Pilosocereus catimbauensis

Scientific classification
- Kingdom: Plantae
- Clade: Tracheophytes
- Clade: Angiosperms
- Clade: Eudicots
- Order: Caryophyllales
- Family: Cactaceae
- Subfamily: Cactoideae
- Genus: Pilosocereus
- Species: P. catimbauensis
- Binomial name: Pilosocereus catimbauensis Taylor & Albuq.-Lima, 2022
- Synonyms: Pilosocereus chrysostele subsp. catimbauensis N.P.Taylor & Albuq.-Lima

= Pilosocereus catimbauensis =

- Genus: Pilosocereus
- Species: catimbauensis
- Authority: Taylor & Albuq.-Lima, 2022
- Synonyms: Pilosocereus chrysostele subsp. catimbauensis N.P.Taylor & Albuq.-Lima

Species of cactus

Pilosocereus catimbauensis is a species of cactus native to Catimbau National Park, Brazil.

== Description ==
Growing up to 3 m tall, P. catimbauensis is trunkless, branches at the base, and 14-18 ribs.
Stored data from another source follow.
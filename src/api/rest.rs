//! Hosted database client.
//!
//! Speaks the PostgREST dialect exposed by the hosted database service:
//!
//! - `GET    {url}/rest/v1/{table}?select=*&col=op.value&order=..&limit=..`
//! - `POST   {url}/rest/v1/{table}` with `Prefer: return=representation`
//! - `PATCH` / `DELETE` on the same path with filter parameters
//! - `POST   {url}/rest/v1/rpc/{function}` for database functions
//!
//! Every request carries the API key twice, as `apikey` and as a bearer
//! token. Which key is used decides the privilege level: the anonymous key
//! is subject to row-level security, the service key bypasses it.

use super::query::{rest_filter_params, rest_query_params, Filter, Query};
use super::{Backend, DbError};
use reqwest::header::{HeaderMap, HeaderValue, AUTHORIZATION, CONTENT_TYPE};
use reqwest::{Client, RequestBuilder, Response};
use serde_json::Value;
use tracing::debug;

const REST_PATH: &str = "rest/v1";
const RPC_PATH: &str = "rest/v1/rpc";
const PREFER_REPRESENTATION: &str = "return=representation";

#[derive(Debug, Clone)]
pub struct RestClient {
    client: Client,
    base_url: String,
    api_key: String,
}

impl RestClient {
    pub fn new(base_url: &str, api_key: &str) -> Self {
        Self {
            client: Client::new(),
            base_url: base_url.trim_end_matches('/').to_string(),
            api_key: api_key.to_string(),
        }
    }

    pub fn base_url(&self) -> &str {
        &self.base_url
    }

    pub fn table_url(&self, table: &str) -> String {
        format!("{}/{}/{}", self.base_url, REST_PATH, table)
    }

    pub fn rpc_url(&self, function: &str) -> String {
        format!("{}/{}/{}", self.base_url, RPC_PATH, function)
    }

    fn headers(&self) -> Result<HeaderMap, DbError> {
        let mut headers = HeaderMap::new();
        let key = HeaderValue::from_str(&self.api_key).map_err(|e| DbError::InvalidRow(e.to_string()))?;
        let bearer = HeaderValue::from_str(&format!("Bearer {}", self.api_key)).map_err(|e| DbError::InvalidRow(e.to_string()))?;
        headers.insert("apikey", key);
        headers.insert(AUTHORIZATION, bearer);
        headers.insert(CONTENT_TYPE, HeaderValue::from_static("application/json"));
        Ok(headers)
    }

    async fn send(&self, request: RequestBuilder) -> Result<Response, DbError> {
        let response = request.headers(self.headers()?).send().await?;
        let status = response.status();
        if status.is_success() {
            return Ok(response);
        }
        let message = response.text().await.unwrap_or_default();
        Err(DbError::Http {
            status: status.as_u16(),
            message,
        })
    }

    async fn representation(response: Response) -> Result<Vec<Value>, DbError> {
        match response.json::<Value>().await? {
            Value::Array(rows) => Ok(rows),
            Value::Null => Ok(Vec::new()),
            row => Ok(vec![row]),
        }
    }
}

impl Backend for RestClient {
    async fn select(&self, query: &Query) -> Result<Vec<Value>, DbError> {
        debug!(table = %query.table, filters = query.filters.len(), "select");
        let request = self.client.get(self.table_url(&query.table)).query(&rest_query_params(query));
        let response = self.send(request).await?;
        Self::representation(response).await
    }

    async fn insert(&self, table: &str, row: Value) -> Result<Value, DbError> {
        debug!(table, "insert");
        let request = self.client.post(self.table_url(table)).header("Prefer", PREFER_REPRESENTATION).json(&row);
        let response = self.send(request).await?;
        Self::representation(response)
            .await?
            .into_iter()
            .next()
            .ok_or_else(|| DbError::InvalidRow(format!("insert into {} returned no row", table)))
    }

    async fn update(&self, table: &str, filters: &[Filter], patch: Value) -> Result<usize, DbError> {
        if filters.is_empty() {
            return Err(DbError::Unfiltered("update"));
        }
        debug!(table, filters = filters.len(), "update");
        let request = self
            .client
            .patch(self.table_url(table))
            .query(&rest_filter_params(filters))
            .header("Prefer", PREFER_REPRESENTATION)
            .json(&patch);
        let response = self.send(request).await?;
        Ok(Self::representation(response).await?.len())
    }

    async fn delete(&self, table: &str, filters: &[Filter]) -> Result<usize, DbError> {
        if filters.is_empty() {
            return Err(DbError::Unfiltered("delete"));
        }
        debug!(table, filters = filters.len(), "delete");
        let request = self
            .client
            .delete(self.table_url(table))
            .query(&rest_filter_params(filters))
            .header("Prefer", PREFER_REPRESENTATION);
        let response = self.send(request).await?;
        Ok(Self::representation(response).await?.len())
    }

    async fn rpc(&self, function: &str, args: Value) -> Result<Value, DbError> {
        debug!(function, "rpc");
        let request = self.client.post(self.rpc_url(function)).json(&args);
        let response = self.send(request).await?;
        Ok(response.json::<Value>().await?)
    }
}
Branches are slender, only 5.5 cm in diameter; flowers are also smaller than P. chrysostele at 5 cm x 2 cm. A cephalium is present was not well developed.

== Taxonomy ==
Pilosocereus catimbauensis was originally described in 2020 as subspecies of Pilosocereus chrysostele. However, in 2022, evidence of P. catimbauensis being distinct was found. P. catimbauensis has the smallest seeds of any Pilosocereus at only 1 mm, suggesting that P. catimbauensis could even be unrelated to P. chrysostele.

== Pollination ==
Pilosocereus catimbauensis is pollinated by the bat species Glossophaga soricina and Lonchophyla mordax.

== Ecology ==
Pilosocereus catimbauensis grows sympatrically with Catimbaua pendula, Tillandsia catimbauensis, Acritopappus buiquensis, and Mandevilla catimbauensis.

== Etymology ==
The specific epithet "Catimbauensis" refers Catimbau National Park, where this species is endemic to.